That Fossil Fuel Thing

by Penny Armstrong -

On Sunday 12th October we head south to do something we have been talking about for years. We are going to learn how to use working horses to do the heavy ground preparation ready for planting and to keep on top of the weeds.

We have to travel to Devon. You couldn't get much further away and still stay in Britain, but that's where Chagfood is (http://www.chagfood.org.uk/). Like us, they grow veg and work with the local community to involve them in food production. They have been using horses since 2010 and know a bit more about it than we do.

We have tried before though, a couple of years ago we bought an old Oliver plough from a Shetlander in the south mainland. He had collected bits of a few ploughs, entirely refurbished some and parts of others. We bought new bolts and made new handles then did some experimental ploughing using a friend's Icelandic horse and guidance from another, older, Shetlander. Unfortunately the horse was used to pulling a carriage and the ground was too wet so it was tough going for everybody involved. Not to be defeated we took the horse and plough to the beach and it worked a dream.

In fact when it comes to horses I've never really had anything to do with them. I'm not sure if I even like them. But then again I'd had nothing to do with sheep before we moved to Turriefield and they are now part of the fabric of the croft, playing their part in the fossil fuel reduced lifestyle we're aiming for.
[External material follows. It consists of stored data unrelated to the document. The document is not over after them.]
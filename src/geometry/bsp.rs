//! 凸多边形的平面切分与随机切分树（"爆炸视图"）

use crate::geometry::transform::TransformFactory;
use crate::geometry::vertex::ColoredVertex;
use crate::utils::tween::Tween;
use log::debug;
use nalgebra::{Matrix4, Vector3};
use rand::Rng;

/// 切面多边形的半边长
const CAP_HALF_SIZE: f32 = 10.0;

#[derive(Debug, Clone, Copy, PartialEq)]
pub struct Plane {
    pub point: Vector3<f32>,
    pub normal: Vector3<f32>,
}

impl Plane {
    pub fn new(point: Vector3<f32>, normal: Vector3<f32>) -> Self {
        Self { point, normal }
    }

    #[inline]
    pub fn signed_distance(&self, v: &Vector3<f32>) -> f32 {
        (v - self.point).dot(&self.normal)
    }

    /// 点在平面负侧
    #[inline]
    pub fn is_behind(&self, v: &Vector3<f32>) -> bool {
        self.signed_distance(v) < 0.0
    }
}

/// 带法线和颜色的凸多边形
#[derive(Debug, Clone, PartialEq)]
pub struct Polygon {
    pub normal: Vector3<f32>,
    pub color: Vector3<f32>,
    pub vertices: Vec<Vector3<f32>>,
}

impl Polygon {
    /// 多边形所在平面（法线朝外）
    pub fn plane(&self) -> Plane {
        Plane::new(self.vertices[0], self.normal)
    }
}

pub type Mesh = Vec<Polygon>;

/// 用平面切分凸多边形，返回 (正侧, 负侧) 顶点列表
///
/// 落在平面上的顶点算作正侧；跨越平面的边的交点同时加入两侧。
/// 没有分到顶点的一侧为空。
pub fn split_polygon(
    vertices: &[Vector3<f32>],
    plane: &Plane,
) -> (Vec<Vector3<f32>>, Vec<Vector3<f32>>) {
    let mut front = Vec::new();
    let mut back = Vec::new();

    for (i, v0) in vertices.iter().enumerate() {
        let v1 = &vertices[(i + 1) % vertices.len()];
        let b0 = plane.is_behind(v0);
        let b1 = plane.is_behind(v1);

        if b0 {
            back.push(*v0);
        } else {
            front.push(*v0);
        }

        if b0 != b1 {
            let t = (plane.point - v0).dot(&plane.normal) / (v1 - v0).dot(&plane.normal);
            let m = v0 + (v1 - v0) * t;
            front.push(m);
            back.push(m);
        }
    }

    (front, back)
}

/// 用平面切分凸网格，返回 (正侧, 负侧)
///
/// 两侧都非空时，在切面上补一个封口多边形：正侧封口法线为 -normal，负侧为 +normal。
pub fn split_mesh(mesh: &[Polygon], plane: &Plane, cap_color: Vector3<f32>) -> (Mesh, Mesh) {
    let mut front_mesh = Mesh::new();
    let mut back_mesh = Mesh::new();

    for polygon in mesh {
        let (front, back) = split_polygon(&polygon.vertices, plane);
        if !front.is_empty() {
            front_mesh.push(Polygon {
                vertices: front,
                ..polygon.clone()
            });
        }
        if !back.is_empty() {
            back_mesh.push(Polygon {
                vertices: back,
                ..polygon.clone()
            });
        }
    }

    if !front_mesh.is_empty() && !back_mesh.is_empty() {
        if let Some(cap) = cap_polygon(mesh, plane) {
            let mut reversed = cap.clone();
            reversed.reverse();
            front_mesh.push(Polygon {
                normal: -plane.normal,
                color: cap_color,
                vertices: reversed,
            });
            back_mesh.push(Polygon {
                normal: plane.normal,
                color: cap_color,
                vertices: cap,
            });
        }
    }

    (front_mesh, back_mesh)
}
If the horse power is successful then it will make a huge difference to the way we work the croft and the quantity of vegetables we can produce. In May it took three folk, four days to prepare the 50m x 35m area of ground ready for sowing carrot, parsnip, spinach and beetroot seeds. The soil has to be a finer tilth for seeds and weed free too, to give them a good start. If we can get to grips with the horses and horse drawn equipment, they will have it finished in less than a day.

We have never used a tractor, all the land has been cleared by pigs and hard labour. When we first started I considered asking a friendly local to bring his tractor and plough the whole growing area, but Alan was adamant we would use no fossil fuel powered machinery at all. He also argued that we needed to learn and develop as we expanded our growing area slowly, and of course he was right. If we'd been faced with 3 acres to sow, plant up and keep weed free in those early days we would have given up after the first season. At least now we know what we can get away with and what we can't ignore. We have developed methods and tactics that only experience refines into smooth(ish) systems that have matured over time.

And then of course there's the horse poo. We get a fair amount of horse poo from a local source, but you can never have enough and another couple of animals would add a lot to the manure pile. Tractors don't give you that either.

We have had a few strange looks and folk shaking their heads in disbelief when we say we don't use tractors. But tractors take cash. To buy them, to house them, to fuel them and to maintain them. We have a relatively small area of land to work and we would argue it is impractical to use heavy machinery, which would damage the soil structure so important for the productivity of the land. Then there is the fossil fuel issue.

We have chosen to make reductions in our fossil fuel use and carbon emissions by limiting the amount of diesel (or petrol) we use. Keeping our overall travel limited, not travelling by plane and using alternative transport wherever possible. So a tractor doesn't really fit with that lifestyle.

We have come to terms with the necessity of having to use the van to deliver our veg boxes. One van on a circuit is better than 20+ cars driving to us and we try to do lot of other things in that one journey if we can. Picking up pallets, tyres or WWOOFers; taking things to the dump for the community; delivering to Scoop and picking up the items of food we can't produce for ourselves. There are other things we need to do too to make the veg growing work like collecting the seaweed from the beach, which of course adds to the fossil fuel count of our produce. But the horses, if we can get to understand working with them, might help with that too and pull a cart or two full of seaweed up the road.

From there it is just a short step to imagining them delivering boxes around our local community, but first we need that training.